━━━━━ STUDY MATERIAL ━━━━━

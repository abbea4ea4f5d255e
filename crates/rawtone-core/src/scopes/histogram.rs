//! Per-channel histogram of the rendered preview.
//!
//! Counts are taken over a small dataset downsampled once per image load,
//! independent of the preview scale. Each pixel goes through the same
//! pre-multiply and matrix stage as the preview and is bucketed by its tone
//! curve output, so the histogram describes exactly what is displayed.

use serde::{Deserialize, Serialize};

use crate::error::Result;
use crate::image::{Image16, B, G, R};
use crate::pipeline::ColorPipeline;

/// Target width of the histogram dataset.
///
/// A target, not a bound: the downsample factor never exceeds the source
/// height, so strips much wider than they are tall keep a wider dataset
/// (1000×2 gives 500×1).
pub const HISTOGRAM_DATASET_WIDTH: usize = 250;
/// Bins per channel.
pub const HISTOGRAM_BINS: usize = 256;

/// Downsample `source` for histogram accumulation.
///
/// The factor is `max(1, width / HISTOGRAM_DATASET_WIDTH)`, limited so at
/// least one row survives.
pub fn dataset(source: &Image16) -> Result<Image16> {
    let scale = (source.width() / HISTOGRAM_DATASET_WIDTH)
        .max(1)
        .min(source.height());
    source.scaled(scale)
}

/// Counts for R, G and B, stored back to back.
#[derive(Debug, Clone, PartialEq, Eq, Serialize, Deserialize)]
pub struct HistogramTable {
    counts: Vec<u32>,
}

impl Default for HistogramTable {
    fn default() -> Self {
        Self::new()
    }
}

impl HistogramTable {
    pub fn new() -> Self {
        Self {
            counts: vec![0; 3 * HISTOGRAM_BINS],
        }
    }

    pub fn clear(&mut self) {
        self.counts.fill(0);
    }

    /// Add every pixel of `dataset` as rendered by `pipeline`.
    pub fn accumulate(&mut self, dataset: &Image16, pipeline: &ColorPipeline) {
        let curve = pipeline.curve();
        let stride = dataset.pixel_stride();
        for y in 0..dataset.height() {
            for px in dataset.row(y).chunks_exact(stride) {
                let rgb = pipeline.linear_rgb(px);
                self.counts[usize::from(curve.lookup(rgb[R]))] += 1;
                self.counts[HISTOGRAM_BINS + usize::from(curve.lookup(rgb[G]))] += 1;
                self.counts[2 * HISTOGRAM_BINS + usize::from(curve.lookup(rgb[B]))] += 1;
            }
        }
    }

    /// Clear and rebuild from `dataset`.
    pub fn compute(&mut self, dataset: &Image16, pipeline: &ColorPipeline) {
        self.clear();
        self.accumulate(dataset, pipeline);
    }

    /// The 256 bins of channel `c` (`R`, `G` or `B`).
    pub fn channel(&self, c: usize) -> &[u32] {
        &self.counts[c * HISTOGRAM_BINS..(c + 1) * HISTOGRAM_BINS]
    }

    /// Largest bin across all channels.
    pub fn peak(&self) -> u32 {
        self.counts.iter().copied().max().unwrap_or(0)
    }

    /// Pixels counted in one channel.
    pub fn total(&self) -> u64 {
        self.channel(R).iter().map(|&n| u64::from(n)).sum()
    }

    pub fn as_slice(&self) -> &[u32] {
        &self.counts
    }
}

#[cfg(test)]
mod tests {
    use super::*;

    #[test]
    fn test_wide_strip_keeps_one_row() {
        let strip = Image16::new(1000, 2, 4, crate::image::WORKING_PIXEL_STRIDE).unwrap();
        let data = dataset(&strip).unwrap();
        assert_eq!((data.width(), data.height()), (500, 1));
    }
    use crate::transform::kernel::CpuFlags;
    use crate::transform::params::ToneParameters;

    fn uniform(width: usize, height: usize, px: [u16; 4]) -> Image16 {
        let samples: Vec<u16> = (0..width * height).flat_map(|_| px).collect();
        Image16::from_packed(width, height, 4, &samples).unwrap()
    }

    #[test]
    fn test_dataset_width_is_bounded() {
        let source = uniform(1000, 10, [0; 4]);
        let data = dataset(&source).unwrap();
        assert_eq!((data.width(), data.height()), (250, 2));

        let small = uniform(100, 10, [0; 4]);
        assert_eq!(dataset(&small).unwrap().width(), 100);
    }

    #[test]
    fn test_uniform_image_fills_one_bin_per_channel() {
        let data = uniform(20, 10, [10000, 20000, 30000, 20000]);
        let params = ToneParameters {
            tint: 1.0,
            ..Default::default()
        };
        let pipeline = ColorPipeline::new(CpuFlags::NONE, &params, 2.2).unwrap();

        let mut table = HistogramTable::new();
        table.compute(&data, &pipeline);

        let rgb = pipeline.linear_rgb(&[10000, 20000, 30000, 20000]);
        for c in [R, G, B] {
            let bins = table.channel(c);
            assert_eq!(bins.iter().filter(|&&n| n != 0).count(), 1);
            assert_eq!(bins[usize::from(pipeline.curve().lookup(rgb[c]))], 200);
        }
        assert_eq!(table.total(), 200);
        assert_eq!(table.peak(), 200);
    }

    #[test]
    fn test_compute_clears_previous_counts() {
        let data = uniform(4, 4, [1000; 4]);
        let pipeline = ColorPipeline::new(CpuFlags::NONE, &ToneParameters::default(), 2.2).unwrap();
        let mut table = HistogramTable::new();
        table.compute(&data, &pipeline);
        table.compute(&data, &pipeline);
        assert_eq!(table.total(), 16);
    }
}
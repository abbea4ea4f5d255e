//! Transform pipeline: parameters, color matrix, tone curve and row kernels.

pub mod evaluate;
pub mod kernel;
pub mod matrix;
pub mod params;
pub mod simd;
pub mod tone_curve;
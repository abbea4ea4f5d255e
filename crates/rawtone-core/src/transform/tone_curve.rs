//! Display tone curve: 16-bit linear in, 8-bit display out.

use crate::error::{PipelineError, Result};

/// One entry per 16-bit input level.
pub const TONE_TABLE_SIZE: usize = 65536;

/// Gamma encode followed by a contrast stretch around mid-gray.
///
/// ```text
/// v   = (n / 65535)^(1 / gamma)
/// out = clamp((v × contrast + 0.5 − contrast / 2) × 255, 0, 255)
/// ```
#[derive(Clone)]
pub struct ToneCurve {
    table: Box<[u8; TONE_TABLE_SIZE]>,
    gamma: f64,
    contrast: f64,
}

impl std::fmt::Debug for ToneCurve {
    fn fmt(&self, f: &mut std::fmt::Formatter<'_>) -> std::fmt::Result {
        f.debug_struct("ToneCurve")
            .field("gamma", &self.gamma)
            .field("contrast", &self.contrast)
            .finish_non_exhaustive()
    }
}

impl ToneCurve {
    pub fn build(gamma: f64, contrast: f64) -> Result<Self> {
        if !(gamma > 0.0) || !gamma.is_finite() {
            return Err(PipelineError::InvalidGamma(gamma));
        }
        Ok(Self::tabulate(gamma, contrast))
    }

    /// Same gamma, new contrast. The gamma was validated when `self` was built.
    pub fn with_contrast(&self, contrast: f64) -> Self {
        Self::tabulate(self.gamma, contrast)
    }

    fn tabulate(gamma: f64, contrast: f64) -> Self {
        let exponent = 1.0 / gamma;
        let offset = 0.5 - contrast / 2.0;

        let mut table = Box::new([0u8; TONE_TABLE_SIZE]);
        for (n, slot) in table.iter_mut().enumerate() {
            let v = (n as f64 / 65535.0).powf(exponent);
            let level = ((v * contrast + offset) * 255.0) as i32;
            *slot = level.clamp(0, 255) as u8;
        }

        Self {
            table,
            gamma,
            contrast,
        }
    }

    #[inline]
    pub fn lookup(&self, level: u16) -> u8 {
        self.table[usize::from(level)]
    }

    pub fn as_slice(&self) -> &[u8] {
        &self.table[..]
    }

    pub fn gamma(&self) -> f64 {
        self.gamma
    }

    pub fn contrast(&self) -> f64 {
        self.contrast
    }
}

#[cfg(test)]
mod tests {
    use super::*;

    #[test]
    fn test_with_contrast_matches_build() {
        let curve = ToneCurve::build(1.8, 1.0).unwrap();
        let stretched = curve.with_contrast(2.5);
        assert_eq!(stretched.gamma(), 1.8);
        assert_eq!(stretched.contrast(), 2.5);
        assert_eq!(stretched.as_slice(), ToneCurve::build(1.8, 2.5).unwrap().as_slice());
    }

    #[test]
    fn test_endpoints_at_unit_contrast() {
        let curve = ToneCurve::build(2.2, 1.0).unwrap();
        assert_eq!(curve.lookup(0), 0);
        assert_eq!(curve.lookup(65535), 255);
    }

    #[test]
    fn test_curve_is_monotonic() {
        let curve = ToneCurve::build(2.2, 1.5).unwrap();
        assert!(curve.as_slice().windows(2).all(|w| w[0] <= w[1]));
    }

    #[test]
    fn test_zero_contrast_is_flat_mid_gray() {
        let curve = ToneCurve::build(2.2, 0.0).unwrap();
        assert!(curve.as_slice().iter().all(|&v| v == 127));
    }

    #[test]
    fn test_high_contrast_clips_both_ends() {
        let curve = ToneCurve::build(1.0, 3.0).unwrap();
        assert_eq!(curve.lookup(1000), 0);
        assert_eq!(curve.lookup(60000), 255);
    }

    #[test]
    fn test_linear_gamma_matches_formula() {
        let curve = ToneCurve::build(1.0, 1.0).unwrap();
        assert_eq!(curve.lookup(32768), (32768.0 / 65535.0 * 255.0) as u8);
    }

    #[test]
    fn test_invalid_gamma_is_rejected() {
        assert!(ToneCurve::build(0.0, 1.0).is_err());
        assert!(ToneCurve::build(-1.0, 1.0).is_err());
        assert!(ToneCurve::build(f64::NAN, 1.0).is_err());
    }
}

━━━━━

▶ **ACTION ITEM**: In how many lines of the records does the word "accumulate" occur? Reply with the number only.

▶ **EXERCISE RESULT**: 2